Ответ неприятно удивил. Но не обескуражил. Главное, добраться до улицы Ярве, там Вера Борисовна наверняка – местная знаменитость. Друзья отдали мне карту и направились в пивбар. У входа на кладбище я купил пять роз. Две – на могилу, и три – вдове. Могилу разыскал легко. Слева от главной аллеи, четвёртый поворот, так сказали бабушки-цветочницы. Скромное надгробие, чёрная изгородь, плита с ожидаемым двустишием. Я постоял немного. Вспомнил обрывки стихов. Это было у моря, где ажурная пена… В парке плакала девочка… Друзья, но если в день убийственный падёт последний исполин… Положил розы и ушёл. Никаких особых чувств не возникло. Разве что ощущение выполненного долга.

Мысленно я уже стоял перед дверью вдовы. Картинки, одна банальнее другой, вертелись в голове. Велосипедное треньканье антикварного звонка… На пороге очень старая и очень красивая женщина. Ведь у Игоря Северянина не могло быть некрасивой жены. Без удивления берёт цветы. Приглашает войти. В квартире герметично пахнет древней мебелью и книгами. Прелостью (прелестью?) остановившегося времени. Тиканье ходиков акцентирует это, как исключение, оттеняющее правило. Хозяйка предлагает чаю. Достаёт из шкафа альбом с жёлто-серыми, в трещинах фотографиями…

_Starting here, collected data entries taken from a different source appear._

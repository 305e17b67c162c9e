use async_trait::async_trait;
use log::{debug, info, warn};
use std::process::Stdio;
use tokio::process::Command;

use super::models::{Port, ReapOutcome, ReapStatus};
use crate::error::ReapError;

/// Finds the processes holding a port.
#[async_trait]
pub trait OwnerLookup: Send + Sync {
    /// PIDs with a listening or connected socket on `port`, on any local interface.
    /// An empty list means the port is free.
    async fn owners(&self, port: Port) -> Result<Vec<u32>, ReapError>;
}

/// Owner discovery through `lsof -t -i :PORT`.
#[derive(Debug, Default, Clone, Copy)]
pub struct LsofLookup;

#[async_trait]
impl OwnerLookup for LsofLookup {
    async fn owners(&self, port: Port) -> Result<Vec<u32>, ReapError> {
        let output = Command::new("lsof")
            .arg("-t")
            .arg(format!("-i:{}", port))
            .stdin(Stdio::null())
            .output()
            .await
            .map_err(|e| ReapError::Discovery {
                port,
                reason: format!("could not run lsof: {}", e),
            })?;

        let stdout = String::from_utf8_lossy(&output.stdout);

        // lsof exits 1 when nothing matches.
        if !output.status.success() && stdout.trim().is_empty() {
            let stderr = String::from_utf8_lossy(&output.stderr);
            if !stderr.trim().is_empty() {
                debug!("Reaper: lsof on port {} said: {}", port, stderr.trim());
            }
            return Ok(Vec::new());
        }

        parse_pids(&stdout).map_err(|reason| ReapError::Discovery { port, reason })
    }
}

/// Parses one PID per line, dropping duplicates.
fn parse_pids(text: &str) -> Result<Vec<u32>, String> {
    let mut pids = Vec::new();
    for line in text.lines().map(str::trim).filter(|l| !l.is_empty()) {
        let pid: u32 = line
            .parse()
            .map_err(|_| format!("unexpected lsof output line '{}'", line))?;
        // 0 and anything beyond pid_t would address process groups or wrap.
        if pid == 0 || pid > i32::MAX as u32 {
            return Err(format!("invalid PID {}", pid));
        }
        if !pids.contains(&pid) {
            pids.push(pid);
        }
    }
    Ok(pids)
}

/// Sends SIGKILL. `Ok(false)` means the process was already gone.
fn kill_hard(pid: u32) -> Result<bool, ReapError> {
    let rc = unsafe { libc::kill(pid as libc::pid_t, libc::SIGKILL) };
    if rc == 0 {
        return Ok(true);
    }

    let err = std::io::Error::last_os_error();
    if err.raw_os_error() == Some(libc::ESRCH) {
        Ok(false)
    } else {
        Err(ReapError::Signal { pid, source: err })
    }
}

/// Frees ports by killing whatever holds them.
///
/// One SIGKILL per discovered owner, no retries. Failures come back as
/// [`ReapStatus::Failed`] and never abort the caller.
pub struct PortReaper {
    lookup: Box<dyn OwnerLookup>,
}

impl Default for PortReaper {
    fn default() -> Self {
        Self::new()
    }
}

impl PortReaper {
    pub fn new() -> Self {
        Self::with_lookup(Box::new(LsofLookup))
    }

    pub fn with_lookup(lookup: Box<dyn OwnerLookup>) -> Self {
        Self { lookup }
    }

    pub async fn reap(&self, ports: &[Port]) -> Vec<ReapOutcome> {
        let mut outcomes = Vec::with_capacity(ports.len());
        for port in ports {
            outcomes.push(self.reap_port(*port).await);
        }
        outcomes
    }

    pub async fn reap_port(&self, port: Port) -> ReapOutcome {
        let own_pid = std::process::id();

        let owners = match self.lookup.owners(port).await {
            Ok(pids) => pids,
            Err(e) => {
                warn!("Reaper: {}", e);
                return ReapOutcome::new(port, ReapStatus::Failed(e));
            }
        };

        let owners: Vec<u32> = owners.into_iter().filter(|pid| *pid != own_pid).collect();
        if owners.is_empty() {
            debug!("Reaper: port {} has no owner", port);
            return ReapOutcome::new(port, ReapStatus::NoOwner);
        }

        let mut killed = Vec::with_capacity(owners.len());
        let mut first_error = None;

        for pid in owners {
            match kill_hard(pid) {
                Ok(true) => {
                    info!("Reaper: killed PID {} holding port {}", pid, port);
                    killed.push(pid);
                }
                Ok(false) => {
                    debug!("Reaper: PID {} on port {} exited before the signal", pid, port);
                    killed.push(pid);
                }
                Err(e) => {
                    warn!("Reaper: {}", e);
                    first_error.get_or_insert(e);
                }
            }
        }

        match first_error {
            Some(e) => ReapOutcome::new(port, ReapStatus::Failed(e)),
            None => ReapOutcome::new(port, ReapStatus::Killed(killed)),
        }
    }
}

Улица Ярве оказалась вполне заурядной. Типичная пригородная улица. А чего я, собственно, ждал? И с какой стати возомнил, что легко узнаю нужный дом? Нет, интуиция предательски молчала. Напрасно я всматривался в безликие двух-, трёхэтажные здания, куцые палисадники, дворы. В пенсионеров на лавочках.

С них-то я и начал опрос. На обратном пути говорил уже со всеми, без разбора. Некоторые люди искренне хотели помочь. Например, спрашивали, как фамилия Веры Борисовны или как она выглядит. Другие настороженно качали головами. Третьи бормотали что-то в сторону по-эстонски. Скорее всего: «Не знаю». А может: «Пошёл на хрен». Двинувшись по улице в третий раз (она была короткая), я заметил несколько подозрительных взглядов.

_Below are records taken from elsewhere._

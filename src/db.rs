use rusqlite::Connection;
use std::path::Path;

pub const DB_FILE: &str = "aula.sqlite3";

pub fn open_db(workspace: &Path) -> anyhow::Result<Connection> {
    std::fs::create_dir_all(workspace)?;
    let db_path = workspace.join(DB_FILE);
    let conn = Connection::open(db_path)?;
    init_schema(&conn)?;
    Ok(conn)
}

/// Creates the schema idempotently. Also used by unit tests against an
/// in-memory connection.
pub fn init_schema(conn: &Connection) -> anyhow::Result<()> {
    conn.execute("PRAGMA foreign_keys = ON", [])?;

    conn.execute(
        "CREATE TABLE IF NOT EXISTS profiles(
            id TEXT PRIMARY KEY,
            email TEXT,
            full_name TEXT NOT NULL,
            role TEXT NOT NULL CHECK(role IN ('admin','teacher')),
            created_at TEXT NOT NULL
        )",
        [],
    )?;

    conn.execute(
        "CREATE TABLE IF NOT EXISTS academic_years(
            id TEXT PRIMARY KEY,
            name TEXT NOT NULL,
            status TEXT NOT NULL DEFAULT 'open' CHECK(status IN ('open','closed')),
            created_at TEXT NOT NULL
        )",
        [],
    )?;

    conn.execute(
        "CREATE TABLE IF NOT EXISTS bimesters(
            id TEXT PRIMARY KEY,
            year_id TEXT NOT NULL,
            number INTEGER NOT NULL,
            status TEXT NOT NULL DEFAULT 'open_fill' CHECK(status IN ('open_fill','closed')),
            start_date TEXT,
            end_date TEXT,
            FOREIGN KEY(year_id) REFERENCES academic_years(id),
            UNIQUE(year_id, number)
        )",
        [],
    )?;
    conn.execute(
        "CREATE INDEX IF NOT EXISTS idx_bimesters_year ON bimesters(year_id)",
        [],
    )?;
    // Workspaces created before bimesters carried calendar dates.
    ensure_bimester_dates(conn)?;

    conn.execute(
        "CREATE TABLE IF NOT EXISTS levels(
            id TEXT PRIMARY KEY,
            name TEXT NOT NULL UNIQUE
        )",
        [],
    )?;
    conn.execute(
        "CREATE TABLE IF NOT EXISTS grades(
            id TEXT PRIMARY KEY,
            level_id TEXT NOT NULL,
            name TEXT NOT NULL,
            FOREIGN KEY(level_id) REFERENCES levels(id),
            UNIQUE(level_id, name)
        )",
        [],
    )?;
    conn.execute(
        "CREATE INDEX IF NOT EXISTS idx_grades_level ON grades(level_id)",
        [],
    )?;
    conn.execute(
        "CREATE TABLE IF NOT EXISTS sections(
            id TEXT PRIMARY KEY,
            grade_id TEXT NOT NULL,
            name TEXT NOT NULL,
            FOREIGN KEY(grade_id) REFERENCES grades(id),
            UNIQUE(grade_id, name)
        )",
        [],
    )?;
    conn.execute(
        "CREATE INDEX IF NOT EXISTS idx_sections_grade ON sections(grade_id)",
        [],
    )?;
    conn.execute(
        "CREATE TABLE IF NOT EXISTS courses(
            id TEXT PRIMARY KEY,
            name TEXT NOT NULL UNIQUE,
            active INTEGER NOT NULL DEFAULT 1
        )",
        [],
    )?;

    conn.execute(
        "CREATE TABLE IF NOT EXISTS teachers(
            id TEXT PRIMARY KEY,
            profile_id TEXT NOT NULL UNIQUE,
            active INTEGER NOT NULL DEFAULT 1,
            created_at TEXT NOT NULL,
            FOREIGN KEY(profile_id) REFERENCES profiles(id)
        )",
        [],
    )?;

    conn.execute(
        "CREATE TABLE IF NOT EXISTS students(
            id TEXT PRIMARY KEY,
            student_code TEXT,
            dni TEXT UNIQUE,
            first_names TEXT NOT NULL,
            last_names TEXT NOT NULL,
            grade_id TEXT NOT NULL,
            section_id TEXT,
            active INTEGER NOT NULL DEFAULT 1,
            created_at TEXT NOT NULL,
            updated_at TEXT NOT NULL,
            FOREIGN KEY(grade_id) REFERENCES grades(id),
            FOREIGN KEY(section_id) REFERENCES sections(id)
        )",
        [],
    )?;
    conn.execute(
        "CREATE INDEX IF NOT EXISTS idx_students_grade ON students(grade_id)",
        [],
    )?;

    // Roster membership for grading is computed from enrollments, never from
    // the student's current grade/section columns (those drift mid-year).
    conn.execute(
        "CREATE TABLE IF NOT EXISTS enrollments(
            year_id TEXT NOT NULL,
            student_id TEXT NOT NULL,
            grade_id TEXT NOT NULL,
            section_id TEXT,
            PRIMARY KEY(year_id, student_id),
            FOREIGN KEY(year_id) REFERENCES academic_years(id),
            FOREIGN KEY(student_id) REFERENCES students(id),
            FOREIGN KEY(grade_id) REFERENCES grades(id),
            FOREIGN KEY(section_id) REFERENCES sections(id)
        )",
        [],
    )?;
    conn.execute(
        "CREATE INDEX IF NOT EXISTS idx_enrollments_scope ON enrollments(year_id, grade_id, section_id)",
        [],
    )?;

    conn.execute(
        "CREATE TABLE IF NOT EXISTS teacher_assignments(
            id TEXT PRIMARY KEY,
            year_id TEXT NOT NULL,
            teacher_id TEXT NOT NULL,
            course_id TEXT NOT NULL,
            grade_id TEXT NOT NULL,
            section_id TEXT,
            active INTEGER NOT NULL DEFAULT 1,
            created_at TEXT NOT NULL,
            FOREIGN KEY(year_id) REFERENCES academic_years(id),
            FOREIGN KEY(teacher_id) REFERENCES teachers(id),
            FOREIGN KEY(course_id) REFERENCES courses(id),
            FOREIGN KEY(grade_id) REFERENCES grades(id),
            FOREIGN KEY(section_id) REFERENCES sections(id)
        )",
        [],
    )?;
    conn.execute(
        "CREATE INDEX IF NOT EXISTS idx_assignments_year ON teacher_assignments(year_id)",
        [],
    )?;
    conn.execute(
        "CREATE INDEX IF NOT EXISTS idx_assignments_teacher ON teacher_assignments(teacher_id)",
        [],
    )?;

    conn.execute(
        "CREATE TABLE IF NOT EXISTS qualitative_grades(
            id TEXT PRIMARY KEY,
            bimester_id TEXT NOT NULL,
            assignment_id TEXT NOT NULL,
            student_id TEXT NOT NULL,
            value TEXT NOT NULL CHECK(value IN ('AD','A','B','C')),
            updated_by TEXT,
            updated_at TEXT NOT NULL,
            FOREIGN KEY(bimester_id) REFERENCES bimesters(id),
            FOREIGN KEY(assignment_id) REFERENCES teacher_assignments(id),
            FOREIGN KEY(student_id) REFERENCES students(id),
            UNIQUE(bimester_id, assignment_id, student_id)
        )",
        [],
    )?;
    conn.execute(
        "CREATE INDEX IF NOT EXISTS idx_qualitative_grades_assignment ON qualitative_grades(assignment_id, bimester_id)",
        [],
    )?;
    conn.execute(
        "CREATE INDEX IF NOT EXISTS idx_qualitative_grades_student ON qualitative_grades(student_id)",
        [],
    )?;

    // Attendance and appreciations are per (bimester, student), independent
    // of the course.
    conn.execute(
        "CREATE TABLE IF NOT EXISTS attendance_bimester(
            id TEXT PRIMARY KEY,
            bimester_id TEXT NOT NULL,
            student_id TEXT NOT NULL,
            attendances INTEGER NOT NULL DEFAULT 0,
            absences INTEGER NOT NULL DEFAULT 0,
            justifications INTEGER NOT NULL DEFAULT 0,
            updated_by TEXT,
            updated_at TEXT NOT NULL,
            FOREIGN KEY(bimester_id) REFERENCES bimesters(id),
            FOREIGN KEY(student_id) REFERENCES students(id),
            UNIQUE(bimester_id, student_id)
        )",
        [],
    )?;
    conn.execute(
        "CREATE INDEX IF NOT EXISTS idx_attendance_bimester ON attendance_bimester(bimester_id)",
        [],
    )?;

    conn.execute(
        "CREATE TABLE IF NOT EXISTS tutor_appreciations(
            id TEXT PRIMARY KEY,
            bimester_id TEXT NOT NULL,
            student_id TEXT NOT NULL,
            text TEXT NOT NULL,
            updated_by TEXT,
            updated_at TEXT NOT NULL,
            FOREIGN KEY(bimester_id) REFERENCES bimesters(id),
            FOREIGN KEY(student_id) REFERENCES students(id),
            UNIQUE(bimester_id, student_id)
        )",
        [],
    )?;
    conn.execute(
        "CREATE INDEX IF NOT EXISTS idx_tutor_appreciations_bimester ON tutor_appreciations(bimester_id)",
        [],
    )?;

    Ok(())
}

fn ensure_bimester_dates(conn: &Connection) -> anyhow::Result<()> {
    if !table_has_column(conn, "bimesters", "start_date")? {
        conn.execute("ALTER TABLE bimesters ADD COLUMN start_date TEXT", [])?;
    }
    if !table_has_column(conn, "bimesters", "end_date")? {
        conn.execute("ALTER TABLE bimesters ADD COLUMN end_date TEXT", [])?;
    }
    Ok(())
}

fn table_has_column(conn: &Connection, table: &str, column: &str) -> anyhow::Result<bool> {
    let sql = format!("PRAGMA table_info({})", table);
    let mut stmt = conn.prepare(&sql)?;
    let mut rows = stmt.query([])?;
    while let Some(row) = rows.next()? {
        let name: String = row.get(1)?;
        if name == column {
            return Ok(true);
        }
    }
    Ok(false)
}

Ноги признали фиаско раньше головы. Через полчаса бесцельной ходьбы я упёрся в железную дорогу. Невдалеке виднелась станция. Добрёл до ближайшей лавочки. Сел, закурил. Посмотрел на глупые красные цветы. Я устал. Остановившаяся электричка выпустила толпу пассажиров. Я заметил интересную блондинку в розовом сарафане. Поднялся навстречу. Протянул цветы.

– Возьмите. Это вам.

– Мне? Зачем?… А, понимаю. К вам, наверное, девушка не пришла.

Удивлённые глаза. Премилый замшевый акцент.

– Скорее, бабушка.

– Бабушка?

– Шучу. Не в этом дело. Возьмите, пожалуйста. В другое время я бы… ну… Просто у меня скоро поезд.

Блондинка улыбнулась. Взяла розы и ушла, не оглядываясь. Я вздохнул. И отправился искать центральный вокзал.


Сочиняя этот рассказ, я нашёл в Интернете Веру Борисовну – её архив, письма, дневники. Воспоминания о ней. Она умерла в 1990-м, прожив восемьдесят семь лет. То есть, когда я разыскивал её в Таллине, ей было восемьдесят два. Она и правда красивая. А какая ещё у Игоря Северянина могла быть жена.